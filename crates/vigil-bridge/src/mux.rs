//! The bridge worker: one task multiplexing every camera stream.
//!
//! ```text
//!   reader (porch)  ---+
//!   reader (garage) ---+--> mpsc --> worker: parse -> filter -> dispatch
//!   reader (...)    ---+
//! ```
//!
//! Readers only pump raw bytes; all per-camera state (parser buffers,
//! connection phase, reconnect deadlines) is owned by the single worker
//! task, so there is no locking and a misbehaving camera cannot touch
//! another camera's state. The worker never blocks indefinitely: channel
//! receives are bounded by the poll interval, and every iteration runs
//! the reconnect sweep and checks the shutdown flag.

use std::collections::HashMap;
use std::fmt;
use std::sync::Arc;
use std::sync::atomic::{AtomicBool, Ordering};
use std::time::{Duration, Instant};

use metrics::{counter, gauge};
use tokio::sync::mpsc;
use tokio::task::JoinHandle;
use tracing::{debug, error, info, trace, warn};

use vigil_core::{EventFilter, Indication, POLL_INTERVAL_MS, RECONNECT_DELAY_SECS};

use crate::config::CameraConfig;
use crate::dispatch::Dispatcher;
use crate::error::{Error, Result};
use crate::publish::Publisher;
use crate::state::{ConnectionState, Phase};
use crate::transport::{self, TransportEvent};

/// Worker tuning knobs. The defaults match camera firmware behavior and
/// rarely need changing.
#[derive(Debug, Clone)]
pub struct MuxConfig {
    /// Upper bound on how long the worker waits for transport events
    /// before running periodic work (reconnect sweep, shutdown check).
    pub poll_interval: Duration,

    /// Fixed delay between a stream closing and the respawn attempt.
    pub reconnect_delay: Duration,

    /// Transport event channel capacity. Applies backpressure to
    /// readers if the worker falls behind.
    pub channel_capacity: usize,
}

impl Default for MuxConfig {
    fn default() -> Self {
        Self {
            poll_interval: Duration::from_millis(POLL_INTERVAL_MS),
            reconnect_delay: Duration::from_secs(RECONNECT_DELAY_SECS),
            channel_capacity: 1024,
        }
    }
}

/// Counters accumulated by the worker, returned when it stops.
#[derive(Debug, Clone, Copy, Default, PartialEq, Eq)]
pub struct MuxStats {
    pub bytes_read: u64,
    pub events_parsed: u64,
    pub events_forwarded: u64,
    pub events_filtered: u64,
    pub parse_errors: u64,
    /// Reader spawns, including reconnect attempts.
    pub connects: u64,
    pub disconnects: u64,
}

struct CameraEntry {
    config: Arc<CameraConfig>,
    filter: EventFilter,
    state: ConnectionState,
}

/// Owns every camera connection and fans accepted events out to the
/// publisher via the [`Dispatcher`].
pub struct Multiplexer {
    entries: HashMap<String, CameraEntry>,
    dispatcher: Dispatcher,
    client: reqwest::Client,
    tx: mpsc::Sender<TransportEvent>,
    rx: mpsc::Receiver<TransportEvent>,
    running: Arc<AtomicBool>,
    config: MuxConfig,
    stats: MuxStats,
}

// Manual impl: `Dispatcher` holds an `Arc<dyn Publisher>`, which has no
// `Debug` bound, so the derive cannot be used.
impl fmt::Debug for Multiplexer {
    fn fmt(&self, f: &mut fmt::Formatter<'_>) -> fmt::Result {
        f.debug_struct("Multiplexer")
            .field("cameras", &self.entries.keys().collect::<Vec<_>>())
            .field("config", &self.config)
            .field("stats", &self.stats)
            .finish_non_exhaustive()
    }
}

impl Multiplexer {
    pub fn new(
        cameras: Vec<CameraConfig>,
        publisher: Arc<dyn Publisher>,
        config: MuxConfig,
    ) -> Result<Self> {
        if cameras.is_empty() {
            return Err(Error::Config("camera roster is empty".into()));
        }

        let client = transport::build_client()?;
        let (tx, rx) = mpsc::channel(config.channel_capacity);

        let mut entries = HashMap::with_capacity(cameras.len());
        for camera in cameras {
            let name = camera.name.clone();
            let entry = CameraEntry {
                filter: EventFilter::new(&camera.events),
                state: ConnectionState::new(&name),
                config: Arc::new(camera),
            };
            if entries.insert(name.clone(), entry).is_some() {
                return Err(Error::Config(format!("duplicate camera name: {name}")));
            }
        }

        Ok(Self {
            entries,
            dispatcher: Dispatcher::new(publisher),
            client,
            tx,
            rx,
            running: Arc::new(AtomicBool::new(false)),
            config,
            stats: MuxStats::default(),
        })
    }

    /// Flag that stops the worker when cleared. Wire it to a signal
    /// handler before calling [`Multiplexer::start`].
    pub fn shutdown_flag(&self) -> Arc<AtomicBool> {
        Arc::clone(&self.running)
    }

    /// Spawns the worker task and hands back its handle.
    ///
    /// The running flag is raised before the spawn so a `stop` issued
    /// right after `start` cannot race the worker raising it.
    pub fn start(self) -> BridgeHandle {
        let running = Arc::clone(&self.running);
        running.store(true, Ordering::SeqCst);
        let worker = tokio::spawn(self.run());
        BridgeHandle { running, worker }
    }

    async fn run(mut self) -> Result<MuxStats> {
        gauge!("cameras_configured").set(self.entries.len() as f64);
        info!("Starting bridge worker for {} cameras", self.entries.len());

        let names: Vec<String> = self.entries.keys().cloned().collect();
        for name in names {
            self.spawn_reader(&name, "startup");
        }

        while self.running.load(Ordering::SeqCst) {
            match tokio::time::timeout(self.config.poll_interval, self.rx.recv()).await {
                Ok(Some(event)) => self.handle_transport_event(event),
                Ok(None) => {
                    // Unreachable while we hold a sender for respawns;
                    // if it ever fires the worker cannot continue.
                    error!("Transport event channel closed");
                    self.shutdown();
                    return Err(Error::ChannelClosed);
                }
                Err(_) => {
                    // Timeout: fall through to periodic work.
                }
            }

            self.sweep_reconnects(Instant::now());
        }

        info!("Shutdown requested, stopping bridge worker");
        self.shutdown();
        Ok(self.stats)
    }

    /// Spawns a reader for `name` under a fresh generation.
    fn spawn_reader(&mut self, name: &str, reason: &'static str) {
        let Some(entry) = self.entries.get_mut(name) else {
            return;
        };
        let generation = entry.state.next_generation();
        let task = tokio::spawn(transport::run_reader(
            self.client.clone(),
            Arc::clone(&entry.config),
            generation,
            self.tx.clone(),
        ));
        entry.state.begin_connecting(task.abort_handle());
        debug_assert!(entry.state.invariants_hold());

        self.stats.connects += 1;
        counter!("camera_connects_total", "reason" => reason).increment(1);
        debug!("Spawned reader for {} (generation {}, {})", name, generation, reason);
    }

    fn handle_transport_event(&mut self, event: TransportEvent) {
        match event {
            TransportEvent::Chunk {
                camera,
                generation,
                bytes,
            } => {
                let Some(entry) = self.entries.get_mut(&camera) else {
                    warn!("Transport event for unknown camera {}", camera);
                    return;
                };
                if !entry.state.is_current(generation) {
                    trace!("Dropping chunk from a replaced reader of {}", camera);
                    return;
                }

                self.stats.bytes_read += bytes.len() as u64;
                counter!("bytes_read_total").increment(bytes.len() as u64);

                let mut became_streaming = false;
                for indication in entry.state.parser_mut().push(&bytes) {
                    match indication {
                        Indication::Connected => {
                            if entry.state.mark_streaming() {
                                info!("Camera {} is streaming events", camera);
                                became_streaming = true;
                            }
                        }
                        Indication::Event(alarm) => {
                            self.stats.events_parsed += 1;
                            counter!("events_parsed_total").increment(1);
                            if entry.filter.accepts(&alarm.code) {
                                self.dispatcher.dispatch(&entry.config.topic, &alarm);
                                self.stats.events_forwarded += 1;
                                counter!("events_forwarded_total").increment(1);
                            } else {
                                trace!(
                                    "Camera {} event {} not in whitelist",
                                    camera, alarm.code
                                );
                                self.stats.events_filtered += 1;
                                counter!("events_filtered_total").increment(1);
                            }
                        }
                        Indication::Error(err) => {
                            debug!("Camera {} sent an unparseable line: {}", camera, err);
                            self.stats.parse_errors += 1;
                            counter!("parse_errors_total").increment(1);
                        }
                    }
                }
                debug_assert!(entry.state.invariants_hold());

                if became_streaming {
                    self.refresh_streaming_gauge();
                }
            }

            TransportEvent::Closed {
                camera,
                generation,
                reason,
            } => {
                let Some(entry) = self.entries.get_mut(&camera) else {
                    warn!("Close notification for unknown camera {}", camera);
                    return;
                };
                if !entry.state.is_current(generation) {
                    trace!("Dropping close notification from a replaced reader of {}", camera);
                    return;
                }
                if !entry.state.disconnect() {
                    // Already torn down; the reconnect deadline stands.
                    return;
                }

                warn!("Camera {} stream closed: {}", camera, reason);
                self.stats.disconnects += 1;
                counter!("camera_disconnects_total").increment(1);

                entry
                    .state
                    .arm_reconnect(Instant::now() + self.config.reconnect_delay);
                debug_assert!(entry.state.invariants_hold());

                self.refresh_streaming_gauge();
            }
        }
    }

    /// Respawns every camera whose reconnect deadline has passed.
    fn sweep_reconnects(&mut self, now: Instant) {
        let due: Vec<String> = self
            .entries
            .iter()
            .filter(|(_, entry)| entry.state.reconnect_due(now))
            .map(|(name, _)| name.clone())
            .collect();

        for name in due {
            info!("Reconnecting camera {}", name);
            self.spawn_reader(&name, "reconnect");
        }
    }

    fn refresh_streaming_gauge(&self) {
        let streaming = self
            .entries
            .values()
            .filter(|entry| entry.state.phase() == Phase::Streaming)
            .count();
        gauge!("cameras_streaming").set(streaming as f64);
    }

    fn shutdown(&mut self) {
        for entry in self.entries.values_mut() {
            if entry.state.disconnect() {
                debug!("Stopped reader for {}", entry.config.name);
            }
        }
        gauge!("cameras_streaming").set(0.0);
        self.running.store(false, Ordering::SeqCst);
    }
}

/// Handle to a started bridge worker.
pub struct BridgeHandle {
    running: Arc<AtomicBool>,
    worker: JoinHandle<Result<MuxStats>>,
}

impl BridgeHandle {
    /// Flag that stops the worker when cleared.
    pub fn shutdown_flag(&self) -> Arc<AtomicBool> {
        Arc::clone(&self.running)
    }

    pub fn is_running(&self) -> bool {
        self.running.load(Ordering::SeqCst)
    }

    /// Requests a stop and waits for the worker to finish.
    pub async fn stop(self) -> Result<MuxStats> {
        self.running.store(false, Ordering::SeqCst);
        self.join().await
    }

    /// Waits for the worker to finish on its own.
    pub async fn join(self) -> Result<MuxStats> {
        match self.worker.await {
            Ok(result) => result,
            Err(err) => Err(Error::Worker(err.to_string())),
        }
    }
}

// ============================================================================
// Tests
// ============================================================================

┄┄┄┄┄┄

Work to be completed
The lines above, from the first through the one containing "Readers only pump", must be restated word for word, with nothing added.

Answer for the task
filename crates/vigil-bridge/src/mux.rs
//! The bridge worker: one task multiplexing every camera stream.
//!
//! ```text
//!   reader (porch)  ---+
//!   reader (garage) ---+--> mpsc --> worker: parse -> filter -> dispatch
//!   reader (...)    ---+
//! ```
//!
//! Readers only pump raw bytes; all per-camera state (parser buffers,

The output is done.